Task instructions:
Count the lines of data below that include "reports". Provide only the number.

Source data:
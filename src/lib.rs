//! Widgetdriver is a synchronous WebDriver library for Rust that drives
//! composite UI widgets (combo boxes, trees, menus, lists, tabs, check boxes,
//! scroll bars and edit boxes) built with plain HTML, SAP UI5 or Dojo.
//!
//! Each widget facade wraps a [`WebElement`], detects which toolkit rendered
//! it and picks a strategy for that toolkit. Strategies talk to the page with
//! the W3C WebDriver protocol and, where the toolkit has its own API, with
//! injected JavaScript.
//!
//! ## Features
//!
//! - Create a new browser session directly via WebDriver (e.g. chromedriver)
//!   or via Selenium Standalone / Grid
//! - Find elements with recognition strings as well as the usual selectors
//! - Combo boxes: select, verify and read the selection of HTML selects,
//!   SAP combo boxes and Dojo `dijit.form.Select` / `FilteringSelect`
//! - Trees and menus: expand, collapse, select and verify nodes by path
//! - Lists, scroll bars and edit boxes
//! - Check boxes, and SAP / Dojo tab controls
//! - Wait for element conditions
//! - Persist session details between processes
//!
//! ## Example
//!
//! The following example assumes you have a selenium server running
//! at localhost:4444 and a page with a select element with id `country`.
//!
//! ```no_run
//! use widgetdriver_sync::prelude::*;
//!
//! fn main() -> WebDriverResult<()> {
//!     let caps = DesiredCapabilities::chrome();
//!     let driver = WebDriver::new("http://localhost:4444/wd/hub", &caps)?;
//!
//!     driver.get("http://localhost:8080/html/form.html")?;
//!
//!     let combo = ComboBox::new(driver.find_element(By::Id("country"))?)?;
//!     combo.select("Norway", true, false, false)?;
//!     combo.verify_selected("Norway")?;
//!
//!     let tree = Tree::new(driver.find_element(By::Id("files"))?)?;
//!     let reports = TextMatchingCriterion::from_path("Documents->Reports", false, None);
//!     tree.expand_item(&reports, false, true)?;
//!
//!     Ok(())
//! }
//! ```

#![forbid(unsafe_code)]
#![allow(clippy::needless_doctest_main)]

pub use common::{
    capabilities::{Browser, DesiredCapabilities},
    command::{By, ExtensionCommand, RequestMethod},
    keys::{Keys, TypingData},
    scriptargs::ScriptArgs,
    types::*,
};

pub use component::Component;
pub use components::{CheckBox, ComboBox, EditBox, ListView, Menu, ScrollBar, ScrollBarType, TabControl, Tree};
pub use session::WebDriverSession;
pub use webdriver::GenericWebDriver;
pub use webdriver::WebDriver;
pub use webdrivercommands::WebDriverCommands;
pub use webelement::WebElement;

pub mod prelude {
    pub use crate::common::capabilities::DesiredCapabilities;
    pub use crate::common::command::By;
    pub use crate::common::keys::{Keys, TypingData};
    pub use crate::common::scriptargs::ScriptArgs;
    pub use crate::components::{
        CheckBox, ClickOptions, ComboBox, EditBox, ListView, Menu, ScrollBar, ScrollBarType, TabControl, Tree,
    };
    pub use crate::error::WebDriverResult;
    pub use crate::model::TextMatchingCriterion;
    pub use crate::query::ElementWaitable;
    pub use crate::webdriver::WebDriver;
    pub use crate::webdrivercommands::{ScriptRetSync, WebDriverCommands};
    pub use crate::webelement::WebElement;
}

pub mod common;
pub mod error;
pub mod http {
    pub mod connection_sync;
    pub mod mock_sync;
    pub mod reqwest_sync;
}

mod action_chain;
pub mod chrome;
pub mod component;
pub mod components;
pub mod domain;
pub mod js;
pub mod model;
pub mod query;
pub mod rs;
mod session;
pub mod session_store;
mod webdriver;
mod webdrivercommands;
mod webelement;

pub use action_chain::ActionChain;
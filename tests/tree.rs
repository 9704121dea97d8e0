use std::sync::atomic::{AtomicBool, Ordering};
use std::sync::Arc;

use serde_json::json;
use widgetdriver_sync::error::ErrorCode;
use widgetdriver_sync::http::mock_sync::{element_json, MockDriverSync};
use widgetdriver_sync::prelude::*;
use widgetdriver_sync::{ElementId, RequestMethod};

/// An ARIA tree: Fruits (f) -> Apple (a), Pear (p); Vegetables (v).
/// Double-clicking Fruits toggles its `aria-expanded` state.
fn fruit_tree(expanded: bool) -> (MockDriverSync, Arc<AtomicBool>) {
    let mock = MockDriverSync::new();
    let state = Arc::new(AtomicBool::new(expanded));

    mock.on_request(RequestMethod::Get, "/element/t1/displayed", json!(true));
    mock.on_request(RequestMethod::Get, "/element/t1/attribute/role", json!("tree"));
    let items = json!([element_json("f"), element_json("a"), element_json("p"), element_json("v")]);
    mock.on_request(RequestMethod::Post, "/element/t1/elements", items);
    for (id, text) in &[("f", "Fruits\nApple\nPear"), ("a", "Apple"), ("p", "Pear"), ("v", "Vegetables")] {
        mock.on_request(RequestMethod::Post, &format!("/element/{}/elements", id), json!([]));
        mock.on_request(RequestMethod::Get, &format!("/element/{}/text", id), json!(text));
        mock.on_request(RequestMethod::Get, &format!("/element/{}/attribute/id", id), json!(id));
        mock.on_request(RequestMethod::Get, &format!("/element/{}/enabled", id), json!(true));
        mock.on_request(RequestMethod::Get, &format!("/element/{}/selected", id), json!(false));
        mock.on_request(RequestMethod::Get, &format!("/element/{}/displayed", id), json!(true));
    }
    mock.on_request(RequestMethod::Post, "/element/f/elements", json!([element_json("a"), element_json("p")]));
    mock.on_request(RequestMethod::Get, "/element/a/attribute/aria-selected", json!("true"));

    let toggled = state.clone();
    mock.on(move |r| {
        if r.url.ends_with("/element/f/attribute/aria-expanded") {
            return Some(Ok(json!({ "value": toggled.load(Ordering::SeqCst).to_string() })));
        }
        let on_fruits = r.body.as_ref().map_or(false, |b| b.to_string().contains("\"f\""));
        if r.method == RequestMethod::Post && r.url.ends_with("/actions") && on_fruits {
            toggled.fetch_xor(true, Ordering::SeqCst);
            return Some(Ok(json!({ "value": null })));
        }
        None
    });
    (mock, state)
}

#[test]
fn expand_and_collapse_by_path() {
    let (mock, state) = fruit_tree(false);
    let session = mock.session();
    let tree = Tree::new(WebElement::new(&session, ElementId::from("t1"))).unwrap();

    let fruits = TextMatchingCriterion::from_path("Fruits", false, None);
    tree.verify_item_expanded(&fruits, false).unwrap();

    tree.expand_item(&fruits, false, true).unwrap();
    assert!(state.load(Ordering::SeqCst));
    tree.verify_item_expanded(&fruits, true).unwrap();

    tree.collapse_item(&fruits, false, true).unwrap();
    assert!(!state.load(Ordering::SeqCst));
    assert_eq!(mock.requests_to(RequestMethod::Post, "/actions").len(), 2);
}

#[test]
fn select_and_verify_nodes() {
    let (mock, _) = fruit_tree(true);
    let session = mock.session();
    let tree = Tree::new(WebElement::new(&session, ElementId::from("t1"))).unwrap();

    let apple = TextMatchingCriterion::from_path("Fruits->Apple", false, None);
    tree.select_item(&apple, false, &ClickOptions::new()).unwrap();
    assert_eq!(mock.requests_to(RequestMethod::Post, "/element/a/click").len(), 1);
    tree.verify_item_selection(&apple, true).unwrap();

    let pear = TextMatchingCriterion::from_path("Fruits->Pear", false, None);
    tree.verify_contains(&pear).unwrap();
    tree.verify_item_selection(&pear, false).unwrap();

    let cherry = TextMatchingCriterion::from_path("Fruits->Cherry", false, None);
    let err = tree.verify_contains(&cherry).unwrap_err();
    assert_eq!(err.code(), Some(ErrorCode::VerificationFail));
}
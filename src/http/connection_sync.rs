use std::fmt::Debug;
use std::time::Duration;

use crate::common::command::RequestData;
use crate::error::WebDriverResult;

/// Parameters used to create a new HTTP client.
#[derive(Debug, Clone)]
pub struct HttpClientCreateParams {
    pub server_url: String,
    pub timeout: Option<Duration>,
}

/// Trait for executing HTTP requests to selenium/webdriver.
/// As long as you have some struct that implements WebDriverHttpClientSync,
/// you can turn it into a WebDriver like this:
///
/// ```ignore
/// // Assuming MyHttpClient implements WebDriverHttpClientSync.
/// pub type MyWebDriver = GenericWebDriver<MyHttpClient>;
/// ```
pub trait WebDriverHttpClientSync: Debug + Send {
    fn create(params: HttpClientCreateParams) -> WebDriverResult<Self>
    where
        Self: Sized;

    fn set_request_timeout(&mut self, timeout: Duration);

    fn execute(&self, request_data: RequestData) -> WebDriverResult<serde_json::Value>;
}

Response below:
2